▶ _Records for the exercise_:
= = = = =

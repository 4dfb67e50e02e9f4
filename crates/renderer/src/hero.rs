//! Embeddable hero section: the animated shader background plus the page
//! content layered over it.
//!
//! [`ShaderBackground`] wires the [`RenderSurface`], [`PointerTracker`] and
//! [`FrameScheduler`] together and owns their mount/unmount lifecycle. The
//! [`HeroOverlay`] is carried alongside and never touches the render loop.

use std::fmt;
use std::time::Duration;

use crate::compile::{validate_fragment, DEFAULT_FRAGMENT_SHADER, VERTEX_SHADER};
use crate::pointer::{PointerId, PointerTracker};
use crate::runtime::{FrameHost, FrameRequest, FrameScheduler};
use crate::surface::{DrawOutcome, DrawableSurface, RenderSurface};
use crate::types::{RenderError, ScalePolicy, ShaderDiagnostic, ShaderStage};

#[derive(Debug, Clone, PartialEq, Eq, Default)]
pub struct Headline {
    pub line1: String,
    pub line2: String,
}

#[derive(Debug, Clone, PartialEq, Eq)]
pub struct CallToAction {
    pub text: String,
    /// Opaque tag handed back to the embedder when the action fires.
    pub action: Option<String>,
}

impl CallToAction {
    pub fn new(text: impl Into<String>) -> Self {
        Self {
            text: text.into(),
            action: None,
        }
    }
}

#[derive(Debug, Clone, PartialEq, Eq)]
pub struct Stat {
    pub value: String,
    pub label: String,
}

/// Non-visual page content shown above the background.
#[derive(Debug, Clone, PartialEq, Eq)]
pub struct HeroContent {
    pub trust_badge: Option<String>,
    pub headline: Headline,
    pub subtitle: String,
    pub primary: Option<CallToAction>,
    pub secondary: Option<CallToAction>,
    pub stats: Vec<Stat>,
}

impl Default for HeroContent {
    fn default() -> Self {
        Self {
            trust_badge: None,
            headline: Headline {
                line1: "Work without borders".to_string(),
                line2: "Paid on-chain".to_string(),
            },
            subtitle: String::new(),
            primary: None,
            secondary: None,
            stats: Vec::new(),
        }
    }
}

impl HeroContent {
    /// Both headline lines joined with a space.
    pub fn title(&self) -> String {
        match (self.headline.line1.trim(), self.headline.line2.trim()) {
            (first, "") => first.to_string(),
            ("", second) => second.to_string(),
            (first, second) => format!("{first} {second}"),
        }
    }
}

pub type ActionCallback = Box<dyn FnMut(Option<&str>)>;

/// Hero content plus the callbacks behind its call-to-action buttons.
#[derive(Default)]
pub struct HeroOverlay {
    content: HeroContent,
    on_primary: Option<ActionCallback>,
    on_secondary: Option<ActionCallback>,
}

impl HeroOverlay {
    pub fn new(content: HeroContent) -> Self {
        Self {
            content,
            on_primary: None,
            on_secondary: None,
        }
    }

    pub fn with_primary_action(mut self, callback: impl FnMut(Option<&str>) + 'static) -> Self {
        self.on_primary = Some(Box::new(callback));
        self
    }

    pub fn with_secondary_action(mut self, callback: impl FnMut(Option<&str>) + 'static) -> Self {
        self.on_secondary = Some(Box::new(callback));
        self
    }

    pub fn content(&self) -> &HeroContent {
        &self.content
    }

    /// Runs the primary callback. Returns whether a callback ran.
    pub fn trigger_primary(&mut self) -> bool {
        Self::trigger(self.content.primary.as_ref(), self.on_primary.as_mut())
    }

    /// Runs the secondary callback. Returns whether a callback ran.
    pub fn trigger_secondary(&mut self) -> bool {
        Self::trigger(self.content.secondary.as_ref(), self.on_secondary.as_mut())
    }

    fn trigger(button: Option<&CallToAction>, callback: Option<&mut ActionCallback>) -> bool {
        match (button, callback) {
            (Some(button), Some(callback)) => {
                callback(button.action.as_deref());
                true
            }
            _ => false,
        }
    }
}

impl fmt::Debug for HeroOverlay {
    fn fmt(&self, f: &mut fmt::Formatter<'_>) -> fmt::Result {
        f.debug_struct("HeroOverlay")
            .field("content", &self.content)
            .field("on_primary", &self.on_primary.is_some())
            .field("on_secondary", &self.on_secondary.is_some())
            .finish()
    }
}

/// Start-up options for [`ShaderBackground::mount`].
#[derive(Debug, Clone, Default)]
pub struct BackgroundOptions {
    pub scale_policy: ScalePolicy,
    /// Replaces the built-in nebula shader when it validates.
    pub fragment_source: Option<String>,
}

struct Mounted<S: DrawableSurface> {
    surface: RenderSurface<S>,
    tracker: PointerTracker,
    scheduler: FrameScheduler,
}

/// The animated background together with its overlay.
///
/// A background whose context could not be acquired is still a valid value:
/// it renders nothing and every input is ignored, while the overlay keeps
/// working.
pub struct ShaderBackground<S: DrawableSurface> {
    overlay: HeroOverlay,
    mounted: Option<Mounted<S>>,
    listening_for_resize: bool,
}

impl<S: DrawableSurface> ShaderBackground<S> {
    pub fn mount(
        drawable: S,
        options: BackgroundOptions,
        overlay: HeroOverlay,
        host: &mut dyn FrameHost,
    ) -> Self {
        let policy = options.scale_policy;
        let scale = policy.scale_for(drawable.device_pixel_ratio());
        let mut surface = match RenderSurface::initialize(drawable, scale) {
            Ok(surface) => surface,
            Err(err) => {
                tracing::warn!(error = %err, "animated background unavailable");
                return Self {
                    overlay,
                    mounted: None,
                    listening_for_resize: false,
                };
            }
        };

        let mut tracker = PointerTracker::new(scale);
        tracker.attach(surface.viewport());
        // Failure is logged by the surface; the loop then no-ops until a
        // later update succeeds.
        let _ = surface.compile_and_link(VERTEX_SHADER, surface.default_fragment());

        let mut scheduler = FrameScheduler::new(policy);
        scheduler.on_resize(&mut surface, &mut tracker);

        let candidate = options
            .fragment_source
            .as_deref()
            .unwrap_or(DEFAULT_FRAGMENT_SHADER);
        match surface.validate_shader(candidate) {
            None => {
                let _ = surface.teardown_and_replace(VERTEX_SHADER, candidate);
            }
            Some(diagnostic) => {
                tracing::warn!(%diagnostic, "shader rejected; keeping fallback");
            }
        }

        scheduler.start(host);
        tracing::info!(
            width = surface.viewport().width,
            height = surface.viewport().height,
            scale,
            "hero background mounted"
        );

        Self {
            overlay,
            mounted: Some(Mounted {
                surface,
                tracker,
                scheduler,
            }),
            listening_for_resize: true,
        }
    }

    pub fn on_frame(
        &mut self,
        host: &mut dyn FrameHost,
        request: FrameRequest,
        timestamp: Duration,
    ) -> Option<DrawOutcome> {
        let mounted = self.mounted.as_mut()?;
        mounted.scheduler.on_frame(
            host,
            request,
            timestamp,
            &mut mounted.surface,
            &mounted.tracker,
        )
    }

    pub fn on_resize(&mut self) {
        if !self.listening_for_resize {
            return;
        }
        if let Some(mounted) = &mut self.mounted {
            mounted
                .scheduler
                .on_resize(&mut mounted.surface, &mut mounted.tracker);
        }
    }

    pub fn pointer_down(&mut self, id: PointerId, x: f64, y: f64) {
        if let Some(mounted) = &mut self.mounted {
            mounted.tracker.on_pointer_down(id, x, y);
        }
    }

    pub fn pointer_move(&mut self, id: PointerId, x: f64, y: f64, dx: f64, dy: f64) {
        if let Some(mounted) = &mut self.mounted {
            mounted.tracker.on_pointer_move(id, x, y, dx, dy);
        }
    }

    pub fn pointer_up(&mut self, id: PointerId) {
        if let Some(mounted) = &mut self.mounted {
            mounted.tracker.on_pointer_up(id);
        }
    }

    pub fn pointer_leave(&mut self, id: PointerId) {
        if let Some(mounted) = &mut self.mounted {
            mounted.tracker.on_pointer_leave(id);
        }
    }

    /// Validates `fragment` and, if it compiles, swaps it in.
    ///
    /// On any failure the previous program keeps rendering.
    pub fn update_shader(&mut self, fragment: &str) -> Result<(), ShaderDiagnostic> {
        let Some(mounted) = &mut self.mounted else {
            return validate_fragment(fragment);
        };
        if let Some(diagnostic) = mounted.surface.validate_shader(fragment) {
            tracing::warn!(%diagnostic, "shader update rejected");
            return Err(diagnostic);
        }
        mounted
            .surface
            .teardown_and_replace(VERTEX_SHADER, fragment)
            .map_err(|err| match err {
                RenderError::ShaderCompile(diagnostic) => diagnostic,
                other => ShaderDiagnostic::new(ShaderStage::Fragment, other.to_string()),
            })?;
        tracing::info!("shader updated");
        Ok(())
    }

    /// Stops listening for resizes, cancels the pending frame, then releases
    /// GPU resources. Idempotent.
    pub fn unmount(&mut self, host: &mut dyn FrameHost) {
        self.listening_for_resize = false;
        if let Some(mounted) = &mut self.mounted {
            mounted.scheduler.stop(host);
            mounted.surface.dispose();
            mounted.tracker.detach();
        }
    }

    /// True while a program is live and the loop is running.
    pub fn is_rendering(&self) -> bool {
        self.mounted.as_ref().is_some_and(|mounted| {
            mounted.scheduler.is_running() && mounted.surface.is_drawable()
        })
    }

    pub fn surface(&self) -> Option<&RenderSurface<S>> {
        self.mounted.as_ref().map(|mounted| &mounted.surface)
    }

    pub fn tracker(&self) -> Option<&PointerTracker> {
        self.mounted.as_ref().map(|mounted| &mounted.tracker)
    }

    pub fn overlay(&self) -> &HeroOverlay {
        &self.overlay
    }

    pub fn overlay_mut(&mut self) -> &mut HeroOverlay {
        &mut self.overlay
    }
}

= = = = =

▶ _What needs to be done_:
Quote verbatim the opening lines of the listing above, ending with the line where "use std::fmt;" appears; include both endpoints and nothing more.

▶ _Result of the task_:
repository 4dfb67e50e02e9f4
filename crates/renderer/src/hero.rs
//! Embeddable hero section: the animated shader background plus the page
//! content layered over it.
//!
//! [`ShaderBackground`] wires the [`RenderSurface`], [`PointerTracker`] and
//! [`FrameScheduler`] together and owns their mount/unmount lifecycle. The
//! [`HeroOverlay`] is carried alongside and never touches the render loop.

use std::fmt;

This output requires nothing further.